How does driftwood lower pH?

Driftwood releases tannins (natural organic acids) into the water. Over weeks, these lower pH and KH. Indian almond leaves, alder cones, and oak leaves do the same thing. Some hobbyists boil new driftwood first to remove sap, others let it leach naturally.

How do tannins affect a freshwater tank?

Tannins lower pH and KH, tint water amber (the classic blackwater look), and contain natural antimicrobial compounds that benefit fish. Many soft-water species evolved in tannin-rich water and color up dramatically in it. Carbon removes tannins quickly if you don't want the look.

What is black beard algae (BBA) and how do I remove it?

BBA is a stubborn red algae that grows in tufts on driftwood, slow-growing leaves, and equipment. It's fueled by inconsistent CO₂. The fix is twofold: stabilize CO₂ levels and spot-treat affected areas with liquid carbon (Excel/glut) outside the tank, or remove and treat infested objects.

What is green spot algae (GSA)?

GSA forms hard, round green spots on glass and slow-growing plant leaves like anubias. It's a classic phosphate-deficiency signal — counterintuitively, you fix GSA by dosing more phosphate, not less. Increase PO₄ and the spots stop forming on new growth.

What is green dust algae (GDA)?

GDA is a green film on glass that wipes off easily and re-forms within days. It's a juvenile algae that completes a 3–4 week life cycle. The most reliable cure is to leave it alone for the full cycle — it falls off as adult cells, gets filtered out, and doesn't return. Wiping resets the cycle.

What is hair algae and how do I get rid of it?

Hair algae forms long green strands attached to plants and decor. It thrives on excess nutrients and especially excess light. The fix: reduce photoperiod, blackout (3 days lights-off, tank covered), manual removal, and add Amano shrimp or Siamese algae eaters who actually eat it.

Why does brown algae (diatoms) appear in new tanks?

Diatoms feed on silicates that leach from new substrate, glass, and tap water. They show up in nearly every new tank and usually disappear on their own within 2–6 weeks as silicates deplete. Otocinclus love eating them and are a great early addition.

What is cyanobacteria and how do I remove it?

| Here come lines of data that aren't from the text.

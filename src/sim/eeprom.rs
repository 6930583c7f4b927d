use alloc::vec;
use alloc::vec::Vec;
use core::convert::Infallible;

use embedded_hal_async::spi::{ErrorType, Operation, SpiDevice};
use log::warn;

use crate::storage::eeprom::{
    INSTR_RDSR, INSTR_READ, INSTR_WRDI, INSTR_WREN, INSTR_WRITE, STATUS_WEL, STATUS_WIP,
};
use crate::storage::{PAGE_SIZE, STORE_SIZE};

/// Status polls a write cycle stays busy for
const DEFAULT_WRITE_CYCLE_POLLS: u32 = 2;

/// Bytes clocked in or out during one chip-select assertion
#[derive(Default)]
struct Frame {
    position: usize,
    instruction: u8,
    address: u16,
    data: Vec<u8>,
}

/// Byte-level model of a 25LC256.
///
/// Models the parts of the device the driver depends on: the write enable
/// latch, page-wrapping writes, a write cycle that reports busy for a
/// number of status polls, and instructions being ignored while busy.
pub struct EmulatedEeprom {
    memory: Vec<u8>,
    write_latch: bool,
    busy_polls: u32,
    write_cycle_polls: u32,
    stuck: bool,
    committed_writes: usize,
    ignored_writes: usize,
}

impl Default for EmulatedEeprom {
    fn default() -> Self {
        Self::new()
    }
}

impl EmulatedEeprom {
    /// A blank device. Unprogrammed cells read as `0xFF`.
    pub fn new() -> Self {
        Self {
            memory: vec![0xFF; STORE_SIZE],
            write_latch: false,
            busy_polls: 0,
            write_cycle_polls: DEFAULT_WRITE_CYCLE_POLLS,
            stuck: false,
            committed_writes: 0,
            ignored_writes: 0,
        }
    }

    /// A device preloaded with `image`. Missing bytes read as `0xFF`.
    pub fn from_image(image: &[u8]) -> Self {
        let mut device = Self::new();
        let len = image.len().min(STORE_SIZE);
        device.memory[..len].copy_from_slice(&image[..len]);
        device
    }

    /// Full memory contents
    pub fn image(&self) -> &[u8] {
        &self.memory
    }

    /// Report a write in progress forever.
    pub fn set_stuck(&mut self, stuck: bool) {
        self.stuck = stuck;
    }

    pub fn set_write_cycle_polls(&mut self, polls: u32) {
        self.write_cycle_polls = polls;
    }

    /// Writes that reached the array
    pub fn committed_writes(&self) -> usize {
        self.committed_writes
    }

    /// Writes dropped because the latch was clear or a cycle was running
    pub fn ignored_writes(&self) -> usize {
        self.ignored_writes
    }

    fn busy(&self) -> bool {
        self.stuck || self.busy_polls > 0
    }

    fn status(&mut self) -> u8 {
        let mut status = if self.write_latch { STATUS_WEL } else { 0 };
        if self.busy() {
            status |= STATUS_WIP;
            self.busy_polls = self.busy_polls.saturating_sub(1);
        }
        status
    }

    fn exchange(&mut self, frame: &mut Frame, mosi: u8) -> u8 {
        let position = frame.position;
        frame.position += 1;

        if position == 0 {
            frame.instruction = mosi;
            if !self.busy() {
                match mosi {
                    INSTR_WREN => self.write_latch = true,
                    INSTR_WRDI => self.write_latch = false,
                    _ => {}
                }
            }
            return 0xFF;
        }

        match frame.instruction {
            INSTR_RDSR => self.status(),
            INSTR_READ | INSTR_WRITE if position < 3 => {
                frame.address = (frame.address << 8) | mosi as u16;
                0xFF
            }
            INSTR_READ => {
                let addr = (frame.address as usize + position - 3) % STORE_SIZE;
                self.memory[addr]
            }
            INSTR_WRITE => {
                frame.data.push(mosi);
                0xFF
            }
            _ => 0xFF,
        }
    }

    /// Chip select released: a pending write starts its cycle.
    fn finish(&mut self, frame: Frame) {
        if frame.instruction != INSTR_WRITE || frame.data.is_empty() {
            return;
        }
        if self.busy() || !self.write_latch {
            warn!(
                "Emulated EEPROM ignored write at {:#06x} (busy: {}, latch: {})",
                frame.address,
                self.busy(),
                self.write_latch
            );
            self.ignored_writes += 1;
            return;
        }

        let start = frame.address as usize % STORE_SIZE;
        let base = start - start % PAGE_SIZE;
        for (offset, byte) in frame.data.iter().enumerate() {
            self.memory[base + (start % PAGE_SIZE + offset) % PAGE_SIZE] = *byte;
        }

        self.write_latch = false;
        self.busy_polls = self.write_cycle_polls;
        self.committed_writes += 1;
    }
}

impl ErrorType for EmulatedEeprom {
    type Error = Infallible;
}

impl SpiDevice for EmulatedEeprom {
    async fn transaction(&mut self, operations: &mut [Operation<'_, u8>]) -> Result<(), Infallible> {
        let mut frame = Frame::default();

        for operation in operations.iter_mut() {
            match operation {
                Operation::Write(bytes) => {
                    for byte in bytes.iter() {
                        self.exchange(&mut frame, *byte);
                    }
                }
                Operation::Read(buf) => {
                    for slot in buf.iter_mut() {
                        *slot = self.exchange(&mut frame, 0x00);
                    }
                }
                Operation::Transfer(read, write) => {
                    for i in 0..read.len().max(write.len()) {
                        let miso = self.exchange(&mut frame, write.get(i).copied().unwrap_or(0));
                        if let Some(slot) = read.get_mut(i) {
                            *slot = miso;
                        }
                    }
                }
                Operation::TransferInPlace(buf) => {
                    for slot in buf.iter_mut() {
                        *slot = self.exchange(&mut frame, *slot);
                    }
                }
                Operation::DelayNs(_) => {}
            }
        }

        self.finish(frame);
        Ok(())
    }
}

Cyanobacteria (blue-green algae) is actually a bacteria, not algae — slimy sheets that smell earthy and pull off in mats. Caused by low flow, low nitrate, and accumulated organics. Fix flow, deep-clean substrate, blackout for 3 days, and erythromycin (chemiclean/UltraLife) treats persistent cases.

Will algae go away if I dim the lights?

Reducing photoperiod (not necessarily intensity) helps most algae types. Dropping from 10 hours to 6 hours often shifts the balance back toward plants. Total blackouts (3 full days lights-off, tank covered) wipe out cyanobacteria and most green water.

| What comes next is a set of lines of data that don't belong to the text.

#[cfg(test)]
mod tests {
    use super::*;
    use crate::command::{ACK, Command};
    use crate::config::SensorConfig;
    use crate::sampling::{BYTES_PER_LEVEL, FIFO_LEVELS};
    use crate::sensors::Lis3dh;
    use crate::sensors::lis3dh::{CTRL_REG1, CTRL_REG1_START, CTRL_REG1_STOP, FIFO_MODE_FIFO};
    use crate::sim::{
        EmulatedEeprom, EmulatedLis3dh, ManualClock, NoopDelay, SerialLink, emulated_store,
    };
    use crate::storage::{
        CONTROL_REGISTER_ADDR, Eeprom25lc256, LOG_DATA_BASE_ADDR, PAGE_SIZE, PAGES_PER_EVENT,
    };
    use crate::sensors::lis3dh::{FIFO_CTRL_REG, FIFO_MODE_BYPASS};
    use crate::telemetry::FRAME_SIZE;
    use embassy_futures::block_on;
    use embedded_io::ErrorKind;
    use embedded_io_async::ErrorType;

    /// Link whose every write fails.
    struct BrokenLink;

    impl ErrorType for BrokenLink {
        type Error = ErrorKind;
    }

    impl Write for BrokenLink {
        async fn write(&mut self, _buf: &[u8]) -> Result<usize, ErrorKind> {
            Err(ErrorKind::BrokenPipe)
        }

        async fn flush(&mut self) -> Result<(), ErrorKind> {
            Ok(())
        }
    }

    type TestPipeline = CapturePipeline<
        Eeprom25lc256<EmulatedEeprom, NoopDelay>,
        Lis3dh<EmulatedLis3dh>,
        SerialLink,
        ManualClock,
    >;

    fn pipeline() -> TestPipeline {
        CapturePipeline::new(
            emulated_store(),
            Lis3dh::new(EmulatedLis3dh::new(), SensorConfig::default()),
            SerialLink::new(),
            ManualClock::new(),
            PipelineConfig::default(),
        )
    }

    fn booted() -> TestPipeline {
        let mut pipeline = pipeline();
        block_on(async {
            pipeline.catalog_mut().erase_all().await.unwrap();
            pipeline.init().await.unwrap();
        });
        pipeline
    }

    /// Every level of burst `n` carries high bytes `n, n + 1, n + 2`.
    fn known_burst(n: u8) -> RawBurst {
        let mut raw = [0u8; RAW_BURST_BYTES];
        for level in raw.chunks_exact_mut(BYTES_PER_LEVEL) {
            level.copy_from_slice(&[0, n, 0, n + 1, 0, n + 2]);
        }
        raw
    }

    fn control_byte(pipeline: &mut TestPipeline) -> u8 {
        block_on(
            pipeline
                .catalog_mut()
                .store_mut()
                .read_byte(CONTROL_REGISTER_ADDR),
        )
        .unwrap()
    }

    #[test]
    fn boot_reconciles_persisted_flags() {
        let mut pipeline = pipeline();
        block_on(async {
            let store = pipeline.catalog_mut().store_mut();
            store.write_byte(CONTROL_REGISTER_ADDR, 0b0111).await.unwrap();
            store.wait_for_completion().await.unwrap();

            pipeline.init().await.unwrap();
        });

        assert_eq!(pipeline.state(), CaptureState::Idle);
        assert!(pipeline.send_choice());
        assert_eq!(control_byte(&mut pipeline), 0b0100);
        assert_eq!(
            pipeline.sensor_mut().device().register(CTRL_REG1),
            CTRL_REG1_STOP
        );
    }

    #[test]
    fn start_stop_arms_and_persists() {
        let mut pipeline = booted();

        block_on(pipeline.handle(PipelineEvent::StartStopPressed)).unwrap();
        assert_eq!(pipeline.state(), CaptureState::Sensing);
        assert_eq!(control_byte(&mut pipeline), 0b0001);
        assert_eq!(
            pipeline.sensor_mut().device().register(CTRL_REG1),
            CTRL_REG1_START
        );

        block_on(pipeline.handle(PipelineEvent::StartStopPressed)).unwrap();
        assert_eq!(pipeline.state(), CaptureState::Idle);
        assert_eq!(control_byte(&mut pipeline), 0b0000);
    }

    #[test]
    fn configuration_round_trip_resumes_sensing() {
        let mut pipeline = booted();

        block_on(async {
            pipeline.toggle_start_stop().await.unwrap();
            pipeline.toggle_config().await.unwrap();
        });
        assert_eq!(pipeline.state(), CaptureState::Configuring);
        assert_eq!(control_byte(&mut pipeline), 0b0011);
        assert_eq!(
            pipeline.sensor_mut().device().register(CTRL_REG1),
            CTRL_REG1_STOP
        );

        // Start/stop is ignored while configuring.
        block_on(pipeline.toggle_start_stop()).unwrap();
        assert_eq!(pipeline.state(), CaptureState::Configuring);

        pipeline.set_send_enabled(true);
        block_on(pipeline.toggle_config()).unwrap();
        assert_eq!(pipeline.state(), CaptureState::Sensing);
        assert_eq!(control_byte(&mut pipeline), 0b0101);
        assert_eq!(
            pipeline.sensor_mut().device().register(CTRL_REG1),
            CTRL_REG1_START
        );
    }

    #[test]
    fn configuration_from_idle_returns_to_idle() {
        let mut pipeline = booted();

        block_on(async {
            pipeline.toggle_config().await.unwrap();
            pipeline.toggle_config().await.unwrap();
        });
        assert_eq!(pipeline.state(), CaptureState::Idle);
        assert_eq!(control_byte(&mut pipeline), 0b0000);
    }

    #[test]
    fn bursts_are_forwarded_only_when_enabled() {
        let mut pipeline = booted();

        block_on(async {
            pipeline.toggle_start_stop().await.unwrap();
            pipeline.sensor_mut().device_mut().load_burst(&known_burst(1));
            pipeline.handle(PipelineEvent::BurstReady).await.unwrap();
        });
        assert!(pipeline.link_mut().tx().is_empty());
        assert_eq!(pipeline.queue().len(), 1);

        block_on(async {
            pipeline.toggle_config().await.unwrap();
            pipeline.set_send_enabled(true);
            pipeline.toggle_config().await.unwrap();
            pipeline.sensor_mut().device_mut().load_burst(&known_burst(4));
            pipeline.handle(PipelineEvent::BurstReady).await.unwrap();
        });

        let sent = pipeline.link_mut().take_tx();
        assert_eq!(sent.len(), FIFO_LEVELS * FRAME_SIZE);
        assert_eq!(&sent[..FRAME_SIZE], &[0xA0, 4, 5, 6, 0xC0]);

        let device = pipeline.sensor_mut().device();
        assert_eq!(device.fifo_len(), 0);
        assert_eq!(device.register(crate::sensors::lis3dh::FIFO_CTRL_REG), FIFO_MODE_FIFO);
    }

    #[test]
    fn threshold_event_is_stored_with_history() {
        let mut pipeline = booted();
        pipeline.clock_mut().set(100);

        let mut expected = SampleQueue::new();
        block_on(async {
            pipeline.toggle_start_stop().await.unwrap();
            for n in 0..6u8 {
                let burst = known_burst(n * 10);
                expected.push(downsample(&burst));
                pipeline.sensor_mut().device_mut().load_burst(&burst);
                pipeline.handle(PipelineEvent::BurstReady).await.unwrap();
            }

            pipeline.sensor_mut().device_mut().trigger_threshold(0x02, 3);
            pipeline.handle(PipelineEvent::ThresholdExceeded).await.unwrap();
        });

        block_on(async {
            let catalog = pipeline.catalog_mut();
            assert_eq!(catalog.find_event_address(0).await.unwrap(), LOG_DATA_BASE_ADDR);
            assert_eq!(catalog.event_count().await.unwrap(), 1);

            for (index, payload) in expected.payloads().iter().enumerate() {
                let addr = LOG_DATA_BASE_ADDR + (index * PAGE_SIZE) as u16;
                let mut bytes = [0u8; PAGE_SIZE];
                catalog.store_mut().read_page(addr, &mut bytes).await.unwrap();
                assert_eq!(&bytes[..4], &[0, 0x42, 0x64, 0x00]);
                assert_eq!(&bytes[4..], &payload[..]);
            }
        });

        // The last payload holds the newest burst, then padding.
        let last = expected.payloads()[PAGES_PER_EVENT - 1];
        assert_eq!(&last[..3], &[50, 51, 52]);
        assert_eq!(&last[48..], &[0; 12]);
    }

    #[test]
    fn combined_interrupt_runs_burst_then_threshold() {
        let mut pipeline = booted();

        block_on(async {
            pipeline.toggle_start_stop().await.unwrap();
            pipeline.sensor_mut().device_mut().load_burst(&known_burst(7));
            pipeline.sensor_mut().device_mut().trigger_threshold(0x08, 3);
            pipeline.handle(PipelineEvent::SensorInterrupt).await.unwrap();

            let record = pipeline.catalog_mut().read_event(0).await.unwrap();
            assert_eq!(record.status(), 0x48);
            // The burst was queued before the event was written.
            let newest = record.pages[PAGES_PER_EVENT - 1].payload;
            assert_eq!(&newest[..3], &[7, 8, 9]);
        });
        assert_eq!(pipeline.queue().len(), 1);
    }

    #[test]
    fn link_failure_does_not_lose_the_shock() {
        let mut pipeline = CapturePipeline::new(
            emulated_store(),
            Lis3dh::new(EmulatedLis3dh::new(), SensorConfig::default()),
            BrokenLink,
            ManualClock::new(),
            PipelineConfig::default(),
        );

        let result = block_on(async {
            pipeline.catalog_mut().erase_all().await.unwrap();
            pipeline.init().await.unwrap();
            pipeline.toggle_start_stop().await.unwrap();
            pipeline.toggle_config().await.unwrap();
            pipeline.set_send_enabled(true);
            pipeline.toggle_config().await.unwrap();

            pipeline.sensor_mut().device_mut().load_burst(&known_burst(3));
            pipeline.sensor_mut().device_mut().trigger_threshold(0x02, 2);
            pipeline.handle(PipelineEvent::SensorInterrupt).await
        });

        assert_eq!(result, Err(PipelineError::Link(ErrorKind::BrokenPipe)));
        assert_eq!(pipeline.queue().len(), 1);
        assert_eq!(
            block_on(pipeline.catalog_mut().page_count()).unwrap(),
            PAGES_PER_EVENT as u16
        );
        let device = pipeline.sensor_mut().device();
        assert_eq!(device.fifo_len(), 0);
        assert_eq!(device.register(FIFO_CTRL_REG), FIFO_MODE_FIFO);
    }

    #[test]
    fn sensor_events_are_dropped_unless_sensing() {
        let mut pipeline = booted();

        block_on(async {
            pipeline.toggle_start_stop().await.unwrap();
            pipeline.toggle_start_stop().await.unwrap();

            pipeline.sensor_mut().device_mut().load_burst(&known_burst(2));
            pipeline.sensor_mut().device_mut().trigger_threshold(0x02, 2);
            for event in [
                PipelineEvent::BurstReady,
                PipelineEvent::ThresholdExceeded,
                PipelineEvent::SensorInterrupt,
            ] {
                pipeline.handle(event).await.unwrap();
            }

            pipeline.toggle_config().await.unwrap();
            pipeline.handle(PipelineEvent::ThresholdExceeded).await.unwrap();
        });

        assert_eq!(pipeline.state(), CaptureState::Configuring);
        assert!(pipeline.queue().is_empty());
        assert_eq!(block_on(pipeline.catalog_mut().page_count()).unwrap(), 0);
        assert_eq!(
            pipeline.sensor_mut().device().register(FIFO_CTRL_REG),
            FIFO_MODE_BYPASS
        );
    }

    #[test]
    fn drain_gives_up_after_the_read_budget() {
        let mut pipeline = CapturePipeline::new(
            emulated_store(),
            Lis3dh::new(EmulatedLis3dh::new(), SensorConfig::default()),
            SerialLink::new(),
            ManualClock::new(),
            PipelineConfig { max_drain_polls: 3 },
        );

        block_on(async {
            pipeline.catalog_mut().erase_all().await.unwrap();
            pipeline.init().await.unwrap();
            pipeline.toggle_start_stop().await.unwrap();
            pipeline.sensor_mut().device_mut().trigger_threshold(0x01, 10);
            pipeline.handle(PipelineEvent::ThresholdExceeded).await.unwrap();
        });

        // One read for the status, three for the drain.
        assert_eq!(pipeline.sensor_mut().device().threshold_reads_left(), 6);
        assert_eq!(
            block_on(pipeline.catalog_mut().read_event(0)).unwrap().status(),
            0x41
        );
    }

    #[test]
    fn full_log_keeps_the_pipeline_running() {
        let mut pipeline = booted();
        block_on(async {
            pipeline.toggle_start_stop().await.unwrap();
            let store = pipeline.catalog_mut().store_mut();
            store
                .write_page(crate::storage::PAGE_COUNTER_LOW_ADDR, &510u16.to_le_bytes())
                .await
                .unwrap();
            store.wait_for_completion().await.unwrap();
        });

        let signals = EventSignals::new();
        pipeline.sensor_mut().device_mut().trigger_threshold(0x02, 2);
        assert!(signals.raise(PipelineEvent::ThresholdExceeded));

        block_on(pipeline.process_next(&signals));
        assert!(!signals.is_pending(PipelineEvent::ThresholdExceeded));
        assert_eq!(block_on(pipeline.catalog_mut().page_count()).unwrap(), 510);
    }

    #[test]
    fn remote_commands_run_in_the_consumer() {
        let mut pipeline = booted();
        let signals = EventSignals::new();

        signals.raise(PipelineEvent::Remote(Command::EraseAll));
        signals.raise(PipelineEvent::Remote(Command::EventCount));
        signals.raise(PipelineEvent::Remote(Command::SendEvent(3)));
        for _ in 0..3 {
            block_on(pipeline.process_next(&signals));
        }

        assert_eq!(
            pipeline.link_mut().take_tx(),
            [ACK, 0, crate::command::NAK]
        );
    }
}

What fish or invertebrates help control algae?

Amano shrimp eat hair, fuzz, and BBA. Otocinclus eat diatoms and soft green film. Siamese algae eaters eat almost everything including BBA. Nerite snails eat GSA and biofilm. Avoid plecos as algae solutions — most species outgrow it and add huge bioloads.

Are amano shrimp better than otocinclus for algae?

They eat different things, so they're complementary. Amanos are aggressive eaters of hair algae, BBA, and leftover food. Otocinclus specialize in diatoms and green film on plant leaves. Most planted-tank keepers run both.

How do I prevent algae in a freshwater tank long-term?

Plant heavily from day one, keep nutrient levels stable (not necessarily low), maintain a consistent photoperiod under 8 hours, change water weekly, and clean the glass on a schedule. Algae thrives on imbalance — the more stable the tank, the less algae you fight.

How do I trim and prune aquarium plants?

Stem plants: cut just above a node and replant the cut top, leaving the rooted portion to regrow. Carpet plants: trim the top half with sharp scissors to encourage horizontal spread. Anubias and ferns: cut old leaves at the rhizome. Trim before plants outgrow their spot, not after.